I keep the titles of my work consistent with the titles I sell online so that they are easy to find if the design is wanted in a different format such as cards, mugs, aprons, etc. My business cards include information on the back as to where the prints are available locally and where different formats and products of the print designs are available for order online.

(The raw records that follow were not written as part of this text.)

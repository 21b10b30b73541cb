//! Configuration loading from TOML with environment variable resolution.
//!
//! Reads `config.toml` and deserializes into strongly-typed structs.
//! Secrets (store and narrative API keys) are referenced by env-var
//! name in the config and resolved at runtime via `std::env::var`.
//!
//! Historical pipeline variants that differed only in retry counts,
//! delay ranges, or sample counts are collapsed here into named fields.

use anyhow::{Context, Result};
use serde::Deserialize;
use std::fs;

/// Top-level application configuration.
#[derive(Debug, Deserialize, Clone)]
pub struct AppConfig {
    pub scan: ScanConfig,
    pub pool: PoolConfig,
    pub fetch: FetchConfig,
    pub forecast: ForecastConfig,
    pub store: StoreConfig,
    #[serde(default)]
    pub narrative: NarrativeConfig,
    #[serde(default)]
    pub watchlist: WatchlistConfig,
}

/// Operator-facing scan controls. Values are clamped again at the
/// orchestrator boundary, so out-of-range config never panics.
#[derive(Debug, Deserialize, Clone)]
pub struct ScanConfig {
    /// Maximum instruments to process per run.
    pub limit: usize,
    /// How many ranked results to retain.
    pub top_n: usize,
}

#[derive(Debug, Deserialize, Clone)]
pub struct PoolConfig {
    /// Listing endpoint for main-board instruments.
    pub listed_url: String,
    /// Listing endpoint for OTC instruments.
    pub otc_url: String,
    /// Pool cache validity window.
    pub cache_ttl_secs: u64,
    /// Randomize scan order so repeated runs don't always hit the same
    /// leading block of the listing.
    pub shuffle: bool,
}

#[derive(Debug, Deserialize, Clone)]
pub struct FetchConfig {
    /// Candidate lookback periods, tried in order.
    pub periods: Vec<String>,
    /// Bar interval passed to the price source.
    pub interval: String,
    /// Attempts per period before escalating to the next period.
    pub retries_per_period: u32,
    /// Randomized delay bounds between attempts, seconds.
    pub retry_delay_min_secs: f64,
    pub retry_delay_max_secs: f64,
    /// Randomized self-throttle between successive instruments, seconds.
    /// Deliberately generous — the price source blocks aggressive callers.
    pub instrument_delay_min_secs: f64,
    pub instrument_delay_max_secs: f64,
    /// Per-request HTTP timeout.
    pub request_timeout_secs: u64,
    /// Minimum closes a series must exceed to be usable.
    pub min_series_len: usize,
}

#[derive(Debug, Deserialize, Clone)]
pub struct ForecastConfig {
    /// Monte Carlo path count (K).
    pub simulations: u32,
    /// Forward horizon in trading days (H).
    pub horizon_days: u32,
    /// Assumed mean daily log-return.
    pub daily_drift: f64,
    /// Multiplier applied to historical volatility.
    pub volatility_multiplier: f64,
    /// Limit-entry discount below the last close.
    pub buy_discount: f64,
    /// Fixed RNG seed for reproducible runs. Unset in production.
    #[serde(default)]
    pub seed: Option<u64>,
}

#[derive(Debug, Deserialize, Clone)]
pub struct StoreConfig {
    pub enabled: bool,
    /// Base URL of the key-value sheet gateway.
    pub base_url: String,
    /// Env var holding the gateway API key.
    pub api_key_env: String,
}

#[derive(Debug, Deserialize, Clone)]
pub struct NarrativeConfig {
    #[serde(default)]
    pub enabled: bool,
    #[serde(default)]
    pub model: String,
    #[serde(default)]
    pub api_key_env: String,
    #[serde(default = "default_narrative_tokens")]
    pub max_tokens: u32,
}

// Derived Default would zero max_tokens when the whole section is
// absent; keep it in step with the serde field default.
impl Default for NarrativeConfig {
    fn default() -> Self {
        Self {
            enabled: false,
            model: String::new(),
            api_key_env: String::new(),
            max_tokens: default_narrative_tokens(),
        }
    }
}

fn default_narrative_tokens() -> u32 {
    512
}

/// Optional fixed monitored list. When non-empty, the scan runs over
/// these symbols instead of the full exchange pool.
#[derive(Debug, Deserialize, Clone, Default)]
pub struct WatchlistConfig {
    #[serde(default)]
    pub symbols: Vec<String>,
}

impl AppConfig {
    /// Load configuration from a TOML file.
    pub fn load(path: &str) -> Result<Self> {
        let contents = fs::read_to_string(path)
            .with_context(|| format!("Failed to read config file: {path}"))?;
        let config: AppConfig = toml::from_str(&contents)
            .with_context(|| format!("Failed to parse config file: {path}"))?;
        Ok(config)
    }

    /// Resolve an environment variable name to its value.
    /// Useful for loading secrets referenced in the config.
    pub fn resolve_env(env_name: &str) -> Result<String> {
        std::env::var(env_name)
            .with_context(|| format!("Environment variable not set: {env_name}"))
    }
}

I keep mats on hand, and can print out an occasional print at home if a special request is made. But I find it is less expensive to order prints in bulk online, as long as you stick with a company that you know consistently provides good quality prints at reasonable charge and then keep track of the prices at each site you use so that you can always purchase them when they are at a reduced sale price.      

Thursday, March 3, 2011

ArtfulExpress Blog linked in Examiner.com Article

Photo by RLHall, ArtfulExpress

My upcyled water bottle craft was recently mentioned in the article titled "Crafty uses for fabric scraps, plastic bottles and more" on Examiner.com - Mankato Green Culture

Wednesday, March 2, 2011

Creative Glass ~ Root Starter

Photo by JLTaft

My friend Jan has a cool glass root starter system for plant clippings. With spring coming up, everyone's thoughts are turning toward the warmer weather. When it's still too early to start seeds for outdoors we often turn to our houseplants to fulfill the gardening urge. Getting them ready for the better growing season - repotting, trimming up the tattered growth and pinching back the tips of tendrils to encourage fullness on the main stems. And best of all, starting new plants from those trimmings by first rooting them in water and then planting the newly rooted slips in soil for a whole new potted plant.  

Photo by JLTaft 

Jan's rooting system not only looks attractive, but saves space as well. She describes it as a set of 'petri-like' dishes, with three pouring spouts on the lip of each dish. Placing a plant clipping in each of the spouts, with the cut end in the dish full of water and the foliage protruding out on the outside, they are then neatly and sturdily stacked on top of each other to create a tower of starting plants.     

Photo by JLTaft

The system is called "The Plant Factory" and was made by Corning Glass Works. Since this factory's headquarters is located in my home town, and had changed it's name years ago to Corning Inc. this item must have been made quite some time ago. I have no idea whether they are still being manufactured for sale. A quick google search brought up no results, so they may not be available. Though there may be similar product on the market. 

Photo by JLTaft

Since Jan is taking her gardening hobby to a higher level with a greenhouse in the works and plans of offering various types of bedding and potted plants for sale. She needs a convenient way to start some plant's inside until her greenhouse is in working order and the weather has warmed up. This product enables you to add more dishes to each tower and use more towers as needed, providing a compact way to start many new plants at once, and it looks neat and interesting in your home.

Photo by RLHall

My creative root starter is not as sophisticated, efficient or attractive... but it will do, for me... in a pinch!